Tacit approval came with a price. Slaves in and around the colony regularly ran off, hiding themselves deep in the swamps of South Georgia. Many fugitives joined escapees from South Carolina and headed for the Spanish sanctuary of St. Augustine.
Oglethorpe's anti-slavery sentiments notwithstanding, he realized that St. Augustine was an important military target, the key to peace on Georgia's southern frontier. In 1739, the War of Jenkins' Ear erupted between England and Spain. Oglethorpe rushed to invade Florida.
He badly underestimated the strategic significance of Spain's policy of providing sanctuary to slaves. He probably was unaware of the existence of Fort Mose, an enclave garrisoned by 100 self-emancipated British slaves.
As the British invaders approached in January 1740, the Fort Mose militia and their families retreated to safety behind the walls of St. Augustine. Oglethorpe directed 140 battle-hardened Scots to occupy the abandoned fort.
But the Spanish launched a surprise counterattack. Under cover of night, the Fort Mose militia, together with 200 Spanish soldiers, overwhelmed Oglethorpe's men. Oglethorpe's predictions that slavery itself would create an enemy force for the colonists had come true. His humbling defeat brought an embarrassing end to the invasion.
Three years later, a Spanish armada appeared off the Georgia coast. The invaders — composed of Spanish troops, the Fort Mose militia and a regiment of black soldiers from Cuba — landed on St. Simons Island. But Oglethorpe and his militia defeated the Spanish in two major engagements. The second victory, at the Battle of Bloody Marsh, marked the turning point in a long struggle between England and Spain for control of southeastern North America.
Ironically, Bloody Marsh also eliminated Oglethorpe's most persuasive argument against slavery. With the erosion of the Spanish military threat, colonists no longer concerned themselves with the possibility of black slaves allying themselves with the Spaniards.
And just a year after that decisive battle, Oglethorpe himself was taken out of the picture. A disgruntled officer from the St. Augustine invasion filed treason and larceny charges against him. Ultimately, Oglethorpe was vindicated. But pro-slavery forces used the moment to pile on their own complaints, delaying his reimbursement for expenses incurred on behalf of the colony.

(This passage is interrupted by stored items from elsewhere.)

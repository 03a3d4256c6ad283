use async_graphql::{InputObject, SimpleObject};
use chrono::NaiveDate;
use serde::{Deserialize, Serialize};

use crate::{
    common::{Badge, PLACEHOLDER, StatusTone, average, deserialize_flag, percentage, ymd},
    page::{Page, PageContext, PageInfo, Role},
};

pub const SLUG: &str = "trainer-assessments";

#[derive(Clone, Debug, SimpleObject, Serialize)]
pub struct AssessmentResult {
    pub id: String,
    pub trainee: String,
    pub program: String,
    pub score: u32,
    pub passing_score: u32,
    pub passed: bool,
    pub taken_on: NaiveDate,
}

#[derive(Clone, Debug, Default, InputObject, Deserialize)]
#[serde(default)]
pub struct AssessmentFilter {
    pub program: Option<String>,
    #[serde(deserialize_with = "deserialize_flag")]
    pub passed: Option<bool>,
}

#[derive(Clone, Debug, PartialEq, SimpleObject, Serialize)]
pub struct AssessmentSummary {
    pub assessments: u32,
    pub pass_rate: f64,
    pub average_score: f64,
    /// Highest scorer; the first listed wins a tie.
    pub top_performer: String,
}

pub struct AssessmentsPage;

impl Page for AssessmentsPage {
    const INFO: PageInfo = PageInfo {
        slug: SLUG,
        title: "Assessments",
        role: Role::Trainer,
        description: "Scores from end-of-module assessments",
    };

    type Record = AssessmentResult;
    type Filter = AssessmentFilter;
    type Summary = AssessmentSummary;

    #[rustfmt::skip]
    fn records() -> Vec<AssessmentResult> {
        vec![
            result("AS-501", "Emily Davis", "Leadership Essentials", 88, 70, ymd(2025, 3, 4)),
            result("AS-502", "Ryan Foster", "Leadership Essentials", 64, 70, ymd(2025, 3, 4)),
            result("AS-503", "Grace Liu", "Giving Effective Feedback", 92, 75, ymd(2025, 3, 12)),
            result("AS-504", "Omar Haddad", "Giving Effective Feedback", 75, 75, ymd(2025, 3, 12)),
            result("AS-505", "Nina Petrova", "Anti-Bribery and Corruption", 96, 80, ymd(2025, 1, 30)),
            result("AS-506", "James Wilson", "Anti-Bribery and Corruption", 71, 80, ymd(2025, 1, 30)),
            result("AS-507", "Lisa Wang", "Leadership Essentials", 81, 70, ymd(2025, 3, 4)),
        ]
    }

    fn matches(filter: &AssessmentFilter, record: &AssessmentResult, _ctx: &PageContext) -> bool {
        filter
            .program
            .as_deref()
            .is_none_or(|p| p.eq_ignore_ascii_case(&record.program))
            && filter.passed.is_none_or(|passed| passed == record.passed)
    }

    fn badge(record: &AssessmentResult, _ctx: &PageContext) -> Badge {
        if record.passed {
            Badge::new("Passed", StatusTone::Success)
        } else {
            Badge::new("Failed", StatusTone::Danger)
        }
    }

    fn summarize(records: &[AssessmentResult], _ctx: &PageContext) -> AssessmentSummary {
        let passed = records.iter().filter(|r| r.passed).count();
        let top_performer = records
            .iter()
            .reduce(|best, r| if r.score > best.score { r } else { best })
            .map_or_else(|| PLACEHOLDER.to_string(), |r| r.trainee.clone());
        AssessmentSummary {
            assessments: records.len() as u32,
            pass_rate: percentage(passed as f64, records.len() as f64),
            average_score: average(records.iter().map(|r| r.score)),
            top_performer,
        }
    }

    fn sort(_filter: &AssessmentFilter, records: &mut [AssessmentResult]) {
        records.sort_by(|a, b| b.score.cmp(&a.score));
    }
}

fn result(
    id: &str,
    trainee: &str,
    program: &str,
    score: u32,
    passing_score: u32,
    taken_on: NaiveDate,
) -> AssessmentResult {
    AssessmentResult {
        id: id.into(),
        trainee: trainee.into(),
        program: program.into(),
        score,
        passing_score,
        passed: score >= passing_score,
        taken_on,
    }
}

#[cfg(test)]
mod tests {
    use super::*;
    use crate::page::view;

    fn ctx() -> PageContext {
        PageContext::new(ymd(2025, 3, 14))
    }

    #[test]
    fn passing_score_is_inclusive() {
        let results = AssessmentsPage::records();
        let omar = results.iter().find(|r| r.id == "AS-504").unwrap();
        assert!(omar.passed);
        let ryan = results.iter().find(|r| r.id == "AS-502").unwrap();
        assert!(!ryan.passed);
    }

    #[test]
    fn summary_over_all_results() {
        let summary = AssessmentsPage::summarize(&AssessmentsPage::records(), &ctx());
        // 5 of 7 passed
        assert_eq!(summary.pass_rate, 71.4);
        assert_eq!(summary.average_score, 81.0);
        assert_eq!(summary.top_performer, "Nina Petrova");
    }

    #[test]
    fn empty_results_use_placeholder() {
        let summary = AssessmentsPage::summarize(&[], &ctx());
        assert_eq!(summary.top_performer, PLACEHOLDER);
        assert_eq!(summary.pass_rate, 0.0);
    }

    #[test]
    fn failed_filter_within_program() {
        let filter = AssessmentFilter {
            program: Some("Leadership Essentials".into()),
            passed: Some(false),
        };
        let page = view::<AssessmentsPage>(&filter, &ctx());
        assert_eq!(page.shown, 1);
        assert_eq!(page.records[0].trainee, "Ryan Foster");
        assert_eq!(page.badges[0].label, "Failed");
    }
}
use async_graphql::{Enum, SimpleObject};
use serde::Serialize;

/// Colour family of a status badge.
#[derive(Enum, Copy, Clone, Debug, Eq, PartialEq, Serialize)]
#[serde(rename_all = "lowercase")]
pub enum StatusTone {
    Success,
    Warning,
    Danger,
    Info,
    Neutral,
}

impl StatusTone {
    pub fn css_class(self) -> &'static str {
        match self {
            StatusTone::Success => "bg-green-100 text-green-800",
            StatusTone::Warning => "bg-yellow-100 text-yellow-800",
            StatusTone::Danger => "bg-red-100 text-red-800",
            StatusTone::Info => "bg-blue-100 text-blue-800",
            StatusTone::Neutral => "bg-gray-100 text-gray-800",
        }
    }
}

#[derive(Clone, Debug, PartialEq, Eq, SimpleObject, Serialize)]
pub struct Badge {
    pub label: String,
    pub tone: StatusTone,
    pub class_name: String,
}

impl Badge {
    pub fn new(label: &str, tone: StatusTone) -> Self {
        Self {
            label: label.to_string(),
            tone,
            class_name: tone.css_class().to_string(),
        }
    }
}

/// Anything that is shown as a coloured status pill.
pub trait Toned {
    fn label(&self) -> &'static str;
    fn tone(&self) -> StatusTone;

    fn badge(&self) -> Badge {
        Badge::new(self.label(), self.tone())
    }
}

Immersed in controversy back in England, Oglethorpe never returned to Georgia, and evasions of the anti-slavery statute proliferated.

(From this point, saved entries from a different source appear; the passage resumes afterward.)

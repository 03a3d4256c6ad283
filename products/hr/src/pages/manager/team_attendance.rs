use async_graphql::{Enum, InputObject, SimpleObject};
use chrono::{NaiveDate, NaiveTime};
use serde::{Deserialize, Serialize};

use crate::{
    common::{Badge, StatusTone, Toned, matches_choice, matches_search, percentage, ymd},
    page::{Page, PageContext, PageInfo, Role},
};

pub const SLUG: &str = "manager-team-attendance";

#[derive(Enum, Copy, Clone, Debug, Eq, PartialEq, Serialize, Deserialize)]
#[serde(rename_all = "snake_case")]
pub enum PresenceStatus {
    Present,
    Late,
    Absent,
    Remote,
}

impl Toned for PresenceStatus {
    fn label(&self) -> &'static str {
        match self {
            PresenceStatus::Present => "Present",
            PresenceStatus::Late => "Late",
            PresenceStatus::Absent => "Absent",
            PresenceStatus::Remote => "Remote",
        }
    }

    fn tone(&self) -> StatusTone {
        match self {
            PresenceStatus::Present => StatusTone::Success,
            PresenceStatus::Late => StatusTone::Warning,
            PresenceStatus::Absent => StatusTone::Danger,
            PresenceStatus::Remote => StatusTone::Info,
        }
    }
}

#[derive(Clone, Debug, SimpleObject, Serialize)]
pub struct TeamAttendanceRecord {
    pub employee: String,
    pub date: NaiveDate,
    pub check_in: Option<NaiveTime>,
    pub check_out: Option<NaiveTime>,
    pub status: PresenceStatus,
}

impl TeamAttendanceRecord {
    /// Hours between check-in and check-out, when both were recorded.
    pub fn hours_worked(&self) -> Option<f64> {
        let (start, end) = (self.check_in?, self.check_out?);
        let minutes = (end - start).num_minutes();
        (minutes > 0).then(|| crate::common::round1(minutes as f64 / 60.0))
    }
}

#[derive(Clone, Debug, Default, InputObject, Deserialize)]
#[serde(default)]
pub struct TeamAttendanceFilter {
    pub status: Option<PresenceStatus>,
    pub date: Option<NaiveDate>,
    pub search: Option<String>,
}

#[derive(Clone, Debug, PartialEq, SimpleObject, Serialize)]
pub struct TeamAttendanceSummary {
    pub present: u32,
    pub late: u32,
    pub absent: u32,
    pub remote: u32,
    pub attendance_rate: f64,
}

pub struct TeamAttendancePage;

impl Page for TeamAttendancePage {
    const INFO: PageInfo = PageInfo {
        slug: SLUG,
        title: "Team Attendance",
        role: Role::Manager,
        description: "Daily check-ins for direct reports",
    };

    type Record = TeamAttendanceRecord;
    type Filter = TeamAttendanceFilter;
    type Summary = TeamAttendanceSummary;

    #[rustfmt::skip]
    fn records() -> Vec<TeamAttendanceRecord> {
        vec![
            row("Emily Davis", ymd(2025, 3, 13), Some((9, 2)), Some((17, 30)), PresenceStatus::Remote),
            row("Ryan Foster", ymd(2025, 3, 13), Some((8, 55)), Some((17, 10)), PresenceStatus::Present),
            row("Grace Liu", ymd(2025, 3, 13), Some((9, 41)), Some((18, 5)), PresenceStatus::Late),
            row("Omar Haddad", ymd(2025, 3, 13), None, None, PresenceStatus::Absent),
            row("Nina Petrova", ymd(2025, 3, 13), Some((8, 47)), Some((16, 58)), PresenceStatus::Remote),
            row("Emily Davis", ymd(2025, 3, 14), Some((8, 58)), None, PresenceStatus::Remote),
            row("Ryan Foster", ymd(2025, 3, 14), Some((9, 20)), None, PresenceStatus::Late),
            row("Grace Liu", ymd(2025, 3, 14), Some((8, 50)), None, PresenceStatus::Present),
            row("Omar Haddad", ymd(2025, 3, 14), None, None, PresenceStatus::Absent),
            row("Nina Petrova", ymd(2025, 3, 14), Some((9, 0)), None, PresenceStatus::Present),
        ]
    }

    fn matches(
        filter: &TeamAttendanceFilter,
        record: &TeamAttendanceRecord,
        _ctx: &PageContext,
    ) -> bool {
        matches_choice(filter.status.as_ref(), &record.status)
            && matches_choice(filter.date.as_ref(), &record.date)
            && matches_search(filter.search.as_deref(), &[record.employee.as_str()])
    }

    fn badge(record: &TeamAttendanceRecord, _ctx: &PageContext) -> Badge {
        record.status.badge()
    }

    fn summarize(records: &[TeamAttendanceRecord], _ctx: &PageContext) -> TeamAttendanceSummary {
        let count = |status| records.iter().filter(|r| r.status == status).count() as u32;
        let absent = count(PresenceStatus::Absent);
        let attended = records.len() as u32 - absent;
        TeamAttendanceSummary {
            present: count(PresenceStatus::Present),
            late: count(PresenceStatus::Late),
            absent,
            remote: count(PresenceStatus::Remote),
            attendance_rate: percentage(f64::from(attended), records.len() as f64),
        }
    }

    fn sort(_filter: &TeamAttendanceFilter, records: &mut [TeamAttendanceRecord]) {
        records.sort_by(|a, b| b.date.cmp(&a.date).then_with(|| a.employee.cmp(&b.employee)));
    }
}

fn row(
    employee: &str,
    date: NaiveDate,
    check_in: Option<(u32, u32)>,
    check_out: Option<(u32, u32)>,
    status: PresenceStatus,
) -> TeamAttendanceRecord {
    let time = |(h, m): (u32, u32)| NaiveTime::from_hms_opt(h, m, 0).expect("literal time");
    TeamAttendanceRecord {
        employee: employee.into(),
        date,
        check_in: check_in.map(time),
        check_out: check_out.map(time),
        status,
    }
}

#[cfg(test)]
mod tests {
    use super::*;
    use crate::page::view;

    fn ctx() -> PageContext {
        PageContext::new(ymd(2025, 3, 14))
    }

    #[test]
    fn attendance_rate_counts_everything_but_absences() {
        let summary = TeamAttendancePage::summarize(&TeamAttendancePage::records(), &ctx());
        assert_eq!(summary.absent, 2);
        assert_eq!(summary.present + summary.late + summary.remote, 8);
        assert_eq!(summary.attendance_rate, 80.0);
    }

    #[test]
    fn date_filter_limits_to_one_day() {
        let filter = TeamAttendanceFilter {
            date: Some(ymd(2025, 3, 14)),
            ..Default::default()
        };
        let page = view::<TeamAttendancePage>(&filter, &ctx());
        assert_eq!(page.shown, 5);
        assert_eq!(page.records[0].employee, "Emily Davis");
    }

    #[test]
    fn hours_need_both_punches() {
        let rows = TeamAttendancePage::records();
        assert_eq!(rows[1].hours_worked(), Some(8.3));
        assert_eq!(rows[3].hours_worked(), None);
        assert_eq!(rows[5].hours_worked(), None);
    }
}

By 1748, traffickers were landing Africans at Savannah and openly auctioning them. In 1750, the British trustees repealed Georgia's prohibition against the importation of slaves. Within 16 years, the number of slaves in Georgia grew from about 500 to more than 3,500. The colony experienced a population boom fueled by a highly profitable slave-driven economy.
But there were troubling side effects. Even before the American Revolution, there were constant threats of slave violence and rebellion. And wealth became concentrated in the hands of traders and planters, while a growing underclass of poor whites struggled to get by.
The colony's strife may have given Oglethorpe a bittersweet taste of vindication as he neared death in England, where he had become a respected elder statesman. In 1776, the now toothless, 89-year-old general still railed against slavery's evils. That October, he wrote an impassioned letter to a British abolitionist. In it, he took exception to philosopher David Hume's assertion that dark-skinned people were genetically inferior to Europeans.
"He must never have heard," Oglethorpe protested, "of Shishak, the Sesostris, of Hannibal or of Tirhaka, king of Ethiopia, whose very name frightened the mighty Assyrian monarch."
Georgia's founder showed near his end that he wasn't a mere pragmatist on the issues of slavery and race. He was guided by principals that wear well today, and his words and deeds should continue to serve as a point of pride. Because of Oglethorpe, our state's history is rooted in the cause of freedom from its very start.